FCC Votes In Favor Of Obama's Net Neutrality - Has The Slippery Slope To Web Censorship Begun?

"An open Internet is essential to the American economy, and increasingly to our very way of life," according to President Obama and it appears his perspective on the heavy hand of government regulation inserting itself into the last bastion of freedom and dynamism in the US economy, is how best to achieve "openness." Having pressured FCC's Tom Wheeler, the vote just came down: U.S. FCC APPROVES NET NEUTRALITY INTERNET RULES IN 3-2 VOTE. While potentially good for a consumer's pocketbook, the handing over of "fair-use" decision to the government, as we previously noted, could be the first step on a slippery slope to increased censorship.

FCC Votes...

  • *FCC ADOPTS NET-NEUTRALITY RULE BACKED BY OBAMA
  • *INTERNET SERVICE PROVIDERS MUST TREAT WEB TRAFFIC EQUALLY
  • *COMCAST, AT&T, VERIZON AMONG COMPANIES REGULATED UNDER RULES
  • *NETFLIX, TWITTER HAD SOUGHT FCC REGULATIONS

*  *  *

U.S. regulators invoked broad powers to ensure that Web traffic for all users is treated equally, adopting net-neutrality rules that Bloomberg reports, supporters say will preserve a wide-open Internet and that opponents vow to fight in court...

The measure approved Thursday by the Federal Communications Commission prohibits companies such as AT&T Inc. and Comcast Corp. from blocking or slowing online traffic and from offering faster service in return for payment.
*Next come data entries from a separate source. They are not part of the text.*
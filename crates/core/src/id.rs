//! Strongly-typed identifiers used across the domain.

use core::str::FromStr;
use serde::{Deserialize, Serialize};
use uuid::Uuid;

use crate::error::DomainError;

/// Identifier of a stocking location (store, warehouse, branch).
#[derive(Debug, Copy, Clone, PartialEq, Eq, Hash, PartialOrd, Ord, Serialize, Deserialize)]
#[serde(transparent)]
pub struct LocationId(Uuid);

/// Identifier of a catalogue item.
#[derive(Debug, Copy, Clone, PartialEq, Eq, Hash, PartialOrd, Ord, Serialize, Deserialize)]
#[serde(transparent)]
pub struct ItemId(Uuid);

/// Identifier of a user (actor identity: cashier, stock clerk).
#[derive(Debug, Copy, Clone, PartialEq, Eq, Hash, PartialOrd, Ord, Serialize, Deserialize)]
#[serde(transparent)]
pub struct UserId(Uuid);

/// Identifier of a customer.
#[derive(Debug, Copy, Clone, PartialEq, Eq, Hash, PartialOrd, Ord, Serialize, Deserialize)]
#[serde(transparent)]
pub struct CustomerId(Uuid);

/// Identifier of a stock level row.
#[derive(Debug, Copy, Clone, PartialEq, Eq, Hash, PartialOrd, Ord, Serialize, Deserialize)]
#[serde(transparent)]
pub struct StockLevelId(Uuid);

/// Identifier of a movement record.
#[derive(Debug, Copy, Clone, PartialEq, Eq, Hash, PartialOrd, Ord, Serialize, Deserialize)]
#[serde(transparent)]
pub struct MovementId(Uuid);

/// Identifier of a sale transaction.
#[derive(Debug, Copy, Clone, PartialEq, Eq, Hash, PartialOrd, Ord, Serialize, Deserialize)]
#[serde(transparent)]
pub struct SaleId(Uuid);

/// Identifier of a sale line item.
#[derive(Debug, Copy, Clone, PartialEq, Eq, Hash, PartialOrd, Ord, Serialize, Deserialize)]
#[serde(transparent)]
pub struct SaleLineId(Uuid);

macro_rules! impl_uuid_newtype {
    ($t:ty, $name:literal) => {
        impl $t {
            /// Create a new identifier.
            ///
            /// Uses UUIDv7 (time-ordered). Prefer passing IDs explicitly in tests
            /// for determinism.
            pub fn new() -> Self {
                Self(Uuid::now_v7())
            }

            pub fn from_uuid(uuid: Uuid) -> Self {
                Self(uuid)
            }

            pub fn as_uuid(&self) -> &Uuid {
                &self.0
            }
        }

        impl Default for $t {
            fn default() -> Self {
                Self::new()
            }
        }

        impl core::fmt::Display for $t {
            fn fmt(&self, f: &mut core::fmt::Formatter<'_>) -> core::fmt::Result {
                core::fmt::Display::fmt(&self.0, f)
            }
        }

        impl From<Uuid> for $t {
            fn from(value: Uuid) -> Self {
                Self(value)
            }
        }

        impl From<$t> for Uuid {
            fn from(value: $t) -> Self {
                value.0
            }
        }

        impl FromStr for $t {
            type Err = DomainError;

            fn from_str(s: &str) -> Result<Self, Self::Err> {
                let uuid = Uuid::from_str(s)
                    .map_err(|e| DomainError::invalid_id(format!("{}: {}", $name, e)))?;
                Ok(Self(uuid))
            }
        }
    };
}

impl_uuid_newtype!(LocationId, "LocationId");
impl_uuid_newtype!(ItemId, "ItemId");
impl_uuid_newtype!(UserId, "UserId");
impl_uuid_newtype!(CustomerId, "CustomerId");
impl_uuid_newtype!(StockLevelId, "StockLevelId");
impl_uuid_newtype!(MovementId, "MovementId");
impl_uuid_newtype!(SaleId, "SaleId");
impl_uuid_newtype!(SaleLineId, "SaleLineId");
//! The `LedgerStore` boundary and the unit of work it commits.

use std::sync::Arc;

use chrono::{DateTime, Utc};
use thiserror::Error;

use stockbook_core::{ExpectedVersion, ItemId, LocationId, SaleId, StockLevelId};
use stockbook_inventory::{MovementRecord, StockLevel};
use stockbook_sales::{SaleHeader, SaleLineItem, SaleTransaction};

use super::query::{MovementFilter, MovementPage, Pagination, SaleFilter, SalePage};

/// One write inside a [`UnitOfWork`].
///
/// There is intentionally no variant that edits or removes a movement: the movement
/// log can only grow.
#[derive(Debug, Clone, PartialEq)]
pub enum Change {
    CreateStockLevel(StockLevel),
    SetQuantity {
        stock_level_id: StockLevelId,
        expected_version: ExpectedVersion,
        quantity: i64,
        updated_at: DateTime<Utc>,
    },
    AppendMovement(MovementRecord),
    InsertSaleHeader(SaleHeader),
    InsertSaleLine(SaleLineItem),
    UpdateSaleHeader {
        header: SaleHeader,
        expected_version: ExpectedVersion,
    },
    DeleteSaleLines(SaleId),
    DeleteSaleHeader(SaleId),
}

/// Discriminant of a [`Change`] (logging, fault injection).
#[derive(Debug, Clone, Copy, PartialEq, Eq, Hash)]
pub enum ChangeKind {
    CreateStockLevel,
    SetQuantity,
    AppendMovement,
    InsertSaleHeader,
    InsertSaleLine,
    UpdateSaleHeader,
    DeleteSaleLines,
    DeleteSaleHeader,
}

impl Change {
    pub fn kind(&self) -> ChangeKind {
        match self {
            Change::CreateStockLevel(_) => ChangeKind::CreateStockLevel,
            Change::SetQuantity { .. } => ChangeKind::SetQuantity,
            Change::AppendMovement(_) => ChangeKind::AppendMovement,
            Change::InsertSaleHeader(_) => ChangeKind::InsertSaleHeader,
            Change::InsertSaleLine(_) => ChangeKind::InsertSaleLine,
            Change::UpdateSaleHeader { .. } => ChangeKind::UpdateSaleHeader,
            Change::DeleteSaleLines(_) => ChangeKind::DeleteSaleLines,
            Change::DeleteSaleHeader(_) => ChangeKind::DeleteSaleHeader,
        }
    }
}

/// An ordered batch of writes committed all-or-nothing.
///
/// Changes are applied in insertion order, so a later change observes the effect of
/// an earlier one (e.g. two `SetQuantity` on the same row with consecutive versions).
#[derive(Debug, Clone, Default, PartialEq)]
pub struct UnitOfWork {
    changes: Vec<Change>,
}

impl UnitOfWork {
    pub fn new() -> Self {
        Self::default()
    }

    pub fn create_stock_level(&mut self, level: StockLevel) -> &mut Self {
        self.changes.push(Change::CreateStockLevel(level));
        self
    }

    /// Overwrite the on-hand quantity. Unconditional apart from the version guard; no
    /// sign check happens at this layer.
    pub fn set_quantity(
        &mut self,
        stock_level_id: StockLevelId,
        expected_version: ExpectedVersion,
        quantity: i64,
        updated_at: DateTime<Utc>,
    ) -> &mut Self {
        self.changes.push(Change::SetQuantity {
            stock_level_id,
            expected_version,
            quantity,
            updated_at,
        });
        self
    }

    pub fn append_movement(&mut self, movement: MovementRecord) -> &mut Self {
        self.changes.push(Change::AppendMovement(movement));
        self
    }

    pub fn insert_sale_header(&mut self, header: SaleHeader) -> &mut Self {
        self.changes.push(Change::InsertSaleHeader(header));
        self
    }

    pub fn insert_sale_line(&mut self, line: SaleLineItem) -> &mut Self {
        self.changes.push(Change::InsertSaleLine(line));
        self
    }

    /// Replace the mutable header fields. The stored version must match
    /// `expected_version`; the store bumps it by one.
    pub fn update_sale_header(
        &mut self,
        header: SaleHeader,
        expected_version: ExpectedVersion,
    ) -> &mut Self {
        self.changes.push(Change::UpdateSaleHeader {
            header,
            expected_version,
        });
        self
    }

    pub fn delete_sale_lines(&mut self, sale_id: SaleId) -> &mut Self {
        self.changes.push(Change::DeleteSaleLines(sale_id));
        self
    }

    pub fn delete_sale_header(&mut self, sale_id: SaleId) -> &mut Self {
        self.changes.push(Change::DeleteSaleHeader(sale_id));
        self
    }

    pub fn changes(&self) -> &[Change] {
        &self.changes
    }

    pub fn into_changes(self) -> Vec<Change> {
        self.changes
    }

    pub fn len(&self) -> usize {
        self.changes.len()
    }

    pub fn is_empty(&self) -> bool {
        self.changes.is_empty()
    }
}

/// Ledger storage operation error.
///
/// These are **infrastructure errors** (storage, concurrency, integrity) as opposed to
/// domain errors (validation, invariants).
#[derive(Debug, Error, Clone, PartialEq, Eq)]
pub enum StoreError {
    /// A version-guarded write found a different version.
    #[error("optimistic concurrency check failed: {0}")]
    Concurrency(String),

    /// A uniqueness rule was violated (second stock level for a location/item, reused id).
    #[error("duplicate record: {0}")]
    Duplicate(String),

    /// A write referenced a row that does not exist.
    #[error("missing row: {0}")]
    MissingRow(String),

    /// A write would break referential integrity (e.g. orphaning sale lines).
    #[error("integrity violation: {0}")]
    Integrity(String),

    /// The backend failed; nothing from the unit of work was persisted.
    #[error("storage backend failure: {0}")]
    Backend(String),
}

/// Persistence boundary for stock levels, the movement log and sales.
///
/// ## Write Semantics
///
/// All writes go through [`LedgerStore::commit`]. Implementations must:
/// - apply the changes of one unit of work atomically (all or none are visible)
/// - enforce `ExpectedVersion` on every `SetQuantity` and bump the stored version by one
/// - keep `(location_id, item_id)` unique across stock levels
/// - refuse to delete a sale header while lines still reference it
///
/// ## Read Semantics
///
/// Movement and sale pages are ordered newest first.
pub trait LedgerStore: Send + Sync {
    fn stock_level(
        &self,
        location_id: LocationId,
        item_id: ItemId,
    ) -> Result<Option<StockLevel>, StoreError>;

    fn stock_level_by_id(&self, id: StockLevelId) -> Result<Option<StockLevel>, StoreError>;

    fn stock_levels_at(&self, location_id: LocationId) -> Result<Vec<StockLevel>, StoreError>;

    fn movements(
        &self,
        filter: &MovementFilter,
        pagination: Pagination,
    ) -> Result<MovementPage, StoreError>;

    fn sale(&self, id: SaleId) -> Result<Option<SaleTransaction>, StoreError>;

    fn sales(&self, filter: &SaleFilter, pagination: Pagination) -> Result<SalePage, StoreError>;

    fn commit(&self, work: UnitOfWork) -> Result<(), StoreError>;
}

impl<S> LedgerStore for Arc<S>
where
    S: LedgerStore + ?Sized,
{
    fn stock_level(
        &self,
        location_id: LocationId,
        item_id: ItemId,
    ) -> Result<Option<StockLevel>, StoreError> {
        (**self).stock_level(location_id, item_id)
    }

    fn stock_level_by_id(&self, id: StockLevelId) -> Result<Option<StockLevel>, StoreError> {
        (**self).stock_level_by_id(id)
    }

    fn stock_levels_at(&self, location_id: LocationId) -> Result<Vec<StockLevel>, StoreError> {
        (**self).stock_levels_at(location_id)
    }

    fn movements(
        &self,
        filter: &MovementFilter,
        pagination: Pagination,
    ) -> Result<MovementPage, StoreError> {
        (**self).movements(filter, pagination)
    }

    fn sale(&self, id: SaleId) -> Result<Option<SaleTransaction>, StoreError> {
        (**self).sale(id)
    }

    fn sales(&self, filter: &SaleFilter, pagination: Pagination) -> Result<SalePage, StoreError> {
        (**self).sales(filter, pagination)
    }

    fn commit(&self, work: UnitOfWork) -> Result<(), StoreError> {
        (**self).commit(work)
    }
}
It also brings wireless Internet service fully under the rules for the first time.

The 3-2 vote on party lines by FCC commissioners enshrines a regulation backed by the Obama administration and opposed by cable and telephone companies, which say the rules risk stifling a fast-growing Internet and will lead to rate regulation.

“The Internet is too important to allow broadband providers to make the rules,” said FCC Chairman Tom Wheeler, a Democrat appointed by Obama, in comments as the commission prepared to vote in its crowded meeting room in Washington.

...

The vote “imposes intrusive government regulations that won’t work to solve a problem that doesn’t exist using legal authority the FCC doesn’t have,” said Ajit Pai, a Republican commissioner who campaigned in TV and radio appearances and on social media against the rules.

...

The FCC has “pried open the door to heavy-handed government regulation in a space celebrated for its free enterprise,” Michael Powell, president of the National Cable & Telecommunications Association trade group that has Comcast among its members, said in an e-mailed statement. “The commission has breathed new life into the decayed telephone regulatory model and applied it to the most dynamic, free-wheeling and innovative platform in history.”

Wheeler disagreed with characterizations that government is imposing utility-style regulation.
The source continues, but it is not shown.